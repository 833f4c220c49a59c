//! Deterministic synthetic strumming examples.
//!
//! Each strum becomes an exponentially decaying tone burst in the audio and a
//! short velocity pulse in the motion trace (positive for upstrokes, negative
//! for downstrokes). The generated triple can be written to disk in the same
//! layout as a real dataset, which lets tests and demos exercise the full
//! evaluation path without recorded data.

use std::f64::consts::PI;
use std::fs;
use std::path::Path;

use rand::{rngs::StdRng, Rng, SeedableRng};

use crate::analysis::StrumDirection;
use crate::dataset::{ExampleFiles, MotionSignal, StrumLabel, Waveform};
use crate::error::DatasetError;

const CHORDS: [&str; 4] = ["C", "G", "Am", "F"];

/// Declarative description of a synthetic example
#[derive(Debug, Clone, PartialEq)]
pub struct SyntheticSpec {
    pub sample_rate: u32,
    pub duration_secs: f64,
    pub motion_rate_hz: f64,
    pub tone_hz: f64,
    /// Time constant of the burst envelope in seconds
    pub decay_secs: f64,
    /// Width (standard deviation) of the motion velocity pulse in seconds
    pub pulse_width_secs: f64,
    /// Amplitude of uniform background noise (0 disables it)
    pub noise_amplitude: f32,
    pub seed: u64,
    pub strums: Vec<(f64, StrumDirection)>,
}

impl Default for SyntheticSpec {
    fn default() -> Self {
        Self {
            sample_rate: 22_050,
            duration_secs: 3.0,
            motion_rate_hz: 100.0,
            tone_hz: 440.0,
            decay_secs: 0.04,
            pulse_width_secs: 0.05,
            noise_amplitude: 0.0,
            seed: 0x5A5A_FFF0,
            strums: alternating_strums(5, 0.5, 0.5),
        }
    }
}

/// `count` strums every `interval` seconds from `first`, starting with a downstroke
pub fn alternating_strums(count: usize, first: f64, interval: f64) -> Vec<(f64, StrumDirection)> {
    (0..count)
        .map(|i| {
            let direction = if i % 2 == 0 {
                StrumDirection::Down
            } else {
                StrumDirection::Up
            };
            (first + i as f64 * interval, direction)
        })
        .collect()
}

/// Generated audio, motion and labels
#[derive(Debug, Clone)]
pub struct SyntheticExample {
    pub waveform: Waveform,
    pub motion: MotionSignal,
    pub labels: Vec<StrumLabel>,
}

impl SyntheticSpec {
    pub fn with_strums(mut self, strums: Vec<(f64, StrumDirection)>) -> Self {
        self.strums = strums;
        self
    }

    /// Tone bursts at every strum time plus optional noise
    pub fn audio(&self) -> Waveform {
        let total = (self.duration_secs * self.sample_rate as f64).round() as usize;
        let mut samples = vec![0.0f32; total];
        let burst_len = (10.0 * self.decay_secs * self.sample_rate as f64) as usize;

        for &(onset, _) in &self.strums {
            let start = (onset * self.sample_rate as f64).round() as usize;
            for (offset, sample) in samples.iter_mut().skip(start).take(burst_len).enumerate() {
                let t = offset as f64 / self.sample_rate as f64;
                let value = 0.8 * (-t / self.decay_secs).exp() * (2.0 * PI * self.tone_hz * t).sin();
                *sample += value as f32;
            }
        }

        if self.noise_amplitude > 0.0 {
            let mut rng = StdRng::seed_from_u64(self.seed);
            for sample in samples.iter_mut() {
                *sample += rng.gen_range(-self.noise_amplitude..self.noise_amplitude);
            }
        }

        Waveform {
            samples,
            sample_rate: self.sample_rate,
        }
    }

    /// Hand position: the integral of one velocity pulse per strum
    pub fn motion(&self) -> MotionSignal {
        let count = (self.duration_secs * self.motion_rate_hz).round() as usize;
        let dt = 1.0 / self.motion_rate_hz;
        let two_sigma_sq = 2.0 * self.pulse_width_secs * self.pulse_width_secs;

        let timestamps: Vec<f64> = (0..count).map(|i| i as f64 * dt).collect();
        let mut position = 0.0;
        let values = timestamps
            .iter()
            .map(|&t| {
                let velocity: f64 = self
                    .strums
                    .iter()
                    .map(|&(onset, direction)| {
                        let sign = match direction {
                            StrumDirection::Up => 1.0,
                            StrumDirection::Down => -1.0,
                        };
                        sign * (-(t - onset).powi(2) / two_sigma_sq).exp()
                    })
                    .sum();
                position += velocity * dt;
                position
            })
            .collect();

        MotionSignal { timestamps, values }
    }

    pub fn labels(&self) -> Vec<StrumLabel> {
        self.strums
            .iter()
            .enumerate()
            .map(|(i, &(time, direction))| StrumLabel {
                time,
                code: direction.code().to_string(),
                chord: Some(CHORDS[(i / 2) % CHORDS.len()].to_string()),
            })
            .collect()
    }

    pub fn build(&self) -> SyntheticExample {
        SyntheticExample {
            waveform: self.audio(),
            motion: self.motion(),
            labels: self.labels(),
        }
    }
}

impl SyntheticExample {
    /// Write the example as `<id>_line.wav`, `<id>.csv` and `<id>.strums` in `dir`
    pub fn write_to(&self, dir: &Path, id: &str) -> Result<ExampleFiles, DatasetError> {
        let io_err = |path: &Path| {
            let path = path.to_path_buf();
            move |source| DatasetError::Io { path, source }
        };

        fs::create_dir_all(dir).map_err(io_err(dir))?;
        let files = ExampleFiles::resolve(dir, id);

        write_wav(&files.audio, &self.waveform)?;

        let motion: String = self
            .motion
            .timestamps
            .iter()
            .zip(&self.motion.values)
            .map(|(t, v)| format!("{t},{v}\n"))
            .collect();
        fs::write(&files.motion, motion).map_err(io_err(&files.motion))?;

        let labels: String = self
            .labels
            .iter()
            .map(|label| {
                format!(
                    "{}\t{}\t{}\n",
                    label.time,
                    label.code,
                    label.chord.as_deref().unwrap_or_default()
                )
            })
            .collect();
        fs::write(&files.labels, labels).map_err(io_err(&files.labels))?;

        tracing::debug!("[Synthetic] Wrote example {} to {}", id, dir.display());
        Ok(files)
    }
}

/// Write mono 32-bit float WAV
pub fn write_wav(path: &Path, waveform: &Waveform) -> Result<(), DatasetError> {
    let encode_err = |source| DatasetError::AudioDecode {
        path: path.to_path_buf(),
        source,
    };
    let spec = hound::WavSpec {
        channels: 1,
        sample_rate: waveform.sample_rate,
        bits_per_sample: 32,
        sample_format: hound::SampleFormat::Float,
    };
    let mut writer = hound::WavWriter::create(path, spec).map_err(encode_err)?;
    for &sample in &waveform.samples {
        writer.write_sample(sample).map_err(encode_err)?;
    }
    writer.finalize().map_err(encode_err)
}
//! Dataset utilities for the evaluation harness.
//!
//! An example is a triple of files sharing a base id inside the dataset
//! directory:
//!
//! - `<id>.strums` reference strum labels
//! - `<id>_line.wav` line-in audio
//! - `<id>.csv` motion sensor trace
//!
//! The catalog discovers examples by their label files and loads the
//! matching audio and motion data.

use std::fs;
use std::path::{Path, PathBuf};

use serde::Serialize;

use crate::config::AudioConfig;
use crate::error::DatasetError;

pub mod loaders;

pub use loaders::{MotionSignal, StrumLabel, Waveform};

/// Extension of reference label files
pub const LABELS_EXTENSION: &str = "strums";
/// Suffix appended to the base id for the audio file
pub const AUDIO_SUFFIX: &str = "_line.wav";
/// Extension of motion trace files
pub const MOTION_EXTENSION: &str = "csv";

/// Paths of the three files that make up one example
#[derive(Debug, Clone, PartialEq, Eq, Serialize)]
pub struct ExampleFiles {
    pub id: String,
    pub audio: PathBuf,
    pub motion: PathBuf,
    pub labels: PathBuf,
}

impl ExampleFiles {
    /// Build the file triple for `id` inside `dir`
    pub fn resolve(dir: &Path, id: &str) -> Self {
        Self {
            id: id.to_string(),
            audio: dir.join(format!("{id}{AUDIO_SUFFIX}")),
            motion: dir.join(format!("{id}.{MOTION_EXTENSION}")),
            labels: dir.join(format!("{id}.{LABELS_EXTENSION}")),
        }
    }

    /// Derive the file triple from the path of a `.strums` label file
    pub fn from_labels_path(path: &Path) -> Result<Self, DatasetError> {
        if path.extension().and_then(|ext| ext.to_str()) != Some(LABELS_EXTENSION) {
            return Err(DatasetError::MissingFile {
                kind: "labels",
                path: path.to_path_buf(),
            });
        }
        let id = path
            .file_stem()
            .and_then(|s| s.to_str())
            .ok_or_else(|| DatasetError::MissingFile {
                kind: "labels",
                path: path.to_path_buf(),
            })?;
        let dir = path.parent().unwrap_or_else(|| Path::new(""));
        Ok(Self::resolve(dir, id))
    }

    /// File name of the label file, used as the example's display name
    pub fn labels_file_name(&self) -> String {
        self.labels
            .file_name()
            .and_then(|name| name.to_str())
            .map(str::to_string)
            .unwrap_or_else(|| format!("{}.{LABELS_EXTENSION}", self.id))
    }

    /// Fail if any of the three files does not exist
    pub fn verify(&self) -> Result<(), DatasetError> {
        for (kind, path) in [
            ("labels", &self.labels),
            ("audio", &self.audio),
            ("motion", &self.motion),
        ] {
            if !path.is_file() {
                return Err(DatasetError::MissingFile {
                    kind,
                    path: path.clone(),
                });
            }
        }
        Ok(())
    }
}

/// Fully loaded example ready for analysis
#[derive(Debug, Clone)]
pub struct LoadedExample {
    pub files: ExampleFiles,
    pub waveform: Waveform,
    /// Motion trace normalized to a peak magnitude of 1.0
    pub motion: MotionSignal,
    pub labels: Vec<StrumLabel>,
}

impl LoadedExample {
    /// Load and normalize all three files of an example
    pub fn load(files: &ExampleFiles, audio: &AudioConfig) -> Result<Self, DatasetError> {
        files.verify()?;
        let waveform = loaders::load_waveform(&files.audio, audio.target_sample_rate)?;
        let motion = loaders::load_motion(&files.motion)?;
        let labels = loaders::read_strum_labels(&files.labels)?;

        tracing::debug!(
            "[Dataset] Loaded {}: {:.2}s audio @ {} Hz, {} motion samples, {} labels",
            files.id,
            waveform.duration_secs(),
            waveform.sample_rate,
            motion.len(),
            labels.len()
        );

        Ok(Self {
            files: files.clone(),
            waveform,
            motion,
            labels,
        })
    }
}

/// Catalog responsible for discovering examples on disk.
pub struct DatasetCatalog {
    root: PathBuf,
}

impl DatasetCatalog {
    pub fn new<P: Into<PathBuf>>(root: P) -> Self {
        Self { root: root.into() }
    }

    pub fn root(&self) -> &Path {
        &self.root
    }

    /// File triple for a base id in this dataset
    pub fn resolve(&self, id: &str) -> ExampleFiles {
        ExampleFiles::resolve(&self.root, id)
    }

    /// List every example (one per `.strums` file), sorted by id.
    pub fn discover(&self) -> Result<Vec<ExampleFiles>, DatasetError> {
        let io_err = |source| DatasetError::Io {
            path: self.root.clone(),
            source,
        };

        let mut examples = Vec::new();
        for entry in fs::read_dir(&self.root).map_err(io_err)? {
            let entry = entry.map_err(io_err)?;
            let path = entry.path();
            if path.is_file()
                && path.extension().and_then(|ext| ext.to_str()) == Some(LABELS_EXTENSION)
            {
                examples.push(ExampleFiles::from_labels_path(&path)?);
            }
        }

        examples.sort_by(|a, b| a.id.cmp(&b.id));
        Ok(examples)
    }
}

#[cfg(test)]
mod tests {
    use super::*;

    #[test]
    fn test_resolve_builds_file_triple() {
        let files = ExampleFiles::resolve(Path::new("dataset"), "take_01");
        assert_eq!(files.audio, PathBuf::from("dataset/take_01_line.wav"));
        assert_eq!(files.motion, PathBuf::from("dataset/take_01.csv"));
        assert_eq!(files.labels, PathBuf::from("dataset/take_01.strums"));
        assert_eq!(files.labels_file_name(), "take_01.strums");
    }

    #[test]
    fn test_from_labels_path_round_trips_resolve() {
        let files = ExampleFiles::from_labels_path(Path::new("dataset/take_02.strums")).unwrap();
        assert_eq!(files, ExampleFiles::resolve(Path::new("dataset"), "take_02"));
    }

    #[test]
    fn test_from_labels_path_rejects_other_extensions() {
        assert!(ExampleFiles::from_labels_path(Path::new("dataset/take_02.csv")).is_err());
    }

    #[test]
    fn test_discover_lists_label_files_sorted() {
        let dir = tempfile::tempdir().unwrap();
        for name in ["b.strums", "a.strums", "a.csv", "a_line.wav", "notes.txt"] {
            fs::write(dir.path().join(name), "").unwrap();
        }

        let catalog = DatasetCatalog::new(dir.path());
        let ids: Vec<String> = catalog
            .discover()
            .unwrap()
            .into_iter()
            .map(|files| files.id)
            .collect();

        assert_eq!(ids, vec!["a", "b"]);
    }

    #[test]
    fn test_verify_reports_missing_motion() {
        let dir = tempfile::tempdir().unwrap();
        fs::write(dir.path().join("a.strums"), "").unwrap();
        fs::write(dir.path().join("a_line.wav"), "").unwrap();

        let err = DatasetCatalog::new(dir.path()).resolve("a").verify().unwrap_err();

        match err {
            DatasetError::MissingFile { kind, .. } => assert_eq!(kind, "motion"),
            other => panic!("unexpected error {other:?}"),
        }
    }

    #[test]
    fn test_discover_missing_directory_is_io_error() {
        let err = DatasetCatalog::new("/nonexistent/dataset").discover().unwrap_err();
        assert!(matches!(err, DatasetError::Io { .. }));
    }
}
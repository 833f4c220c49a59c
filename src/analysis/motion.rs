// Motion - smoothing, differentiation and strum direction classification
//
// The motion trace is smoothed with a uniform moving average ("same"-size
// convolution with zero padding), differentiated with central differences
// and scaled. Each onset is labelled by the sign of the derivative at the
// motion sample nearest in time: strictly positive is an upstroke, anything
// else a downstroke.

use crate::analysis::{StrumDirection, StrumEstimate};
use crate::config::MotionConfig;

/// Uniform moving average with "same"-size output
///
/// The output has `max(values.len(), kernel_size)` samples and is centered
/// on the full convolution; samples outside the input count as zero.
pub fn smooth(values: &[f64], kernel_size: usize) -> Vec<f64> {
    let n = values.len();
    if n == 0 {
        return Vec::new();
    }
    let k = kernel_size.max(1);

    let shortest = n.min(k);
    let start = shortest - 1 - shortest / 2;
    let out_len = n.max(k);

    (0..out_len)
        .map(|i| {
            // Full-convolution index j covers inputs j-(k-1) ..= j
            let j = i + start;
            let first = j.saturating_sub(k - 1);
            let last = j.min(n - 1);
            let sum: f64 = if first <= last {
                values[first..=last].iter().sum()
            } else {
                0.0
            };
            sum / k as f64
        })
        .collect()
}

/// Discrete derivative: central differences inside, one-sided at the ends
pub fn gradient(values: &[f64]) -> Vec<f64> {
    match values.len() {
        0 => Vec::new(),
        1 => vec![0.0],
        n => (0..n)
            .map(|i| {
                if i == 0 {
                    values[1] - values[0]
                } else if i == n - 1 {
                    values[n - 1] - values[n - 2]
                } else {
                    (values[i + 1] - values[i - 1]) / 2.0
                }
            })
            .collect(),
    }
}

/// Index of the timestamp closest to `t`
///
/// `timestamps` must be sorted ascending. On equal distance the lower index
/// wins. Returns `None` for an empty slice.
pub fn nearest_index(timestamps: &[f64], t: f64) -> Option<usize> {
    if timestamps.is_empty() {
        return None;
    }

    let upper = timestamps.partition_point(|&ts| ts < t);
    if upper == 0 {
        return Some(0);
    }
    if upper == timestamps.len() {
        return Some(upper - 1);
    }

    let below = upper - 1;
    if (t - timestamps[below]).abs() <= (timestamps[upper] - t).abs() {
        Some(below)
    } else {
        Some(upper)
    }
}

/// Classifies onsets into up/down strums from a motion trace
pub struct MotionClassifier {
    config: MotionConfig,
}

impl MotionClassifier {
    pub fn new(config: MotionConfig) -> Self {
        Self { config }
    }

    /// Smoothed and scaled derivative of the motion signal
    pub fn derivative(&self, values: &[f64]) -> Vec<f64> {
        let scale = self.config.gradient_scale as f64;
        gradient(&smooth(values, self.config.kernel_size))
            .into_iter()
            .map(|d| d * scale)
            .collect()
    }

    /// Direction of a single onset given a precomputed derivative
    pub fn direction_at(derivative: &[f64], timestamps: &[f64], onset: f64) -> StrumDirection {
        let value = nearest_index(timestamps, onset)
            .and_then(|idx| derivative.get(idx))
            .copied()
            .unwrap_or(0.0);
        if value > 0.0 {
            StrumDirection::Up
        } else {
            StrumDirection::Down
        }
    }

    /// Split onsets into up and down strums
    ///
    /// Every onset lands in exactly one of the two sequences, each keeping
    /// the onset order. With no motion samples every onset is a downstroke.
    pub fn classify(&self, values: &[f64], timestamps: &[f64], onsets: &[f64]) -> StrumEstimate {
        let derivative = self.derivative(values);
        let mut estimate = StrumEstimate::default();

        for &onset in onsets {
            let direction = Self::direction_at(&derivative, timestamps, onset);
            estimate.push(direction, onset);
        }

        estimate
    }
}

impl Default for MotionClassifier {
    fn default() -> Self {
        Self::new(MotionConfig::default())
    }
}
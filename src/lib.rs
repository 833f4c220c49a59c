// Strum Eval - strumming direction detection and evaluation
// Audio onsets are labelled up/down from the sign of the hand motion derivative

// Module declarations
pub mod analysis;
pub mod config;
pub mod dataset;
pub mod error;
pub mod evaluation;
pub mod synthetic;

// Re-exports for convenience
pub use analysis::{classify_example, StrumDetector, StrumDirection, StrumEstimate};
pub use config::AppConfig;

use tracing::Level;

/// Install the stderr fmt subscriber
///
/// `verbosity` 0 logs warnings and errors, 1 adds info, 2 or more adds debug.
/// Calling it twice is harmless; the first subscriber stays installed.
pub fn init_logging(verbosity: u8) {
    let level = match verbosity {
        0 => Level::WARN,
        1 => Level::INFO,
        _ => Level::DEBUG,
    };
    let _ = tracing_subscriber::fmt()
        .with_writer(std::io::stderr)
        .with_max_level(level)
        .with_target(false)
        .try_init();
}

> **WHAT THE TASK REQUIRES**: Show the lines of the material that contain the word "scaled".

> **RESPONSE AREA**:
// and scaled. Each onset is labelled by the sign of the derivative at the
    /// Smoothed and scaled derivative of the motion signal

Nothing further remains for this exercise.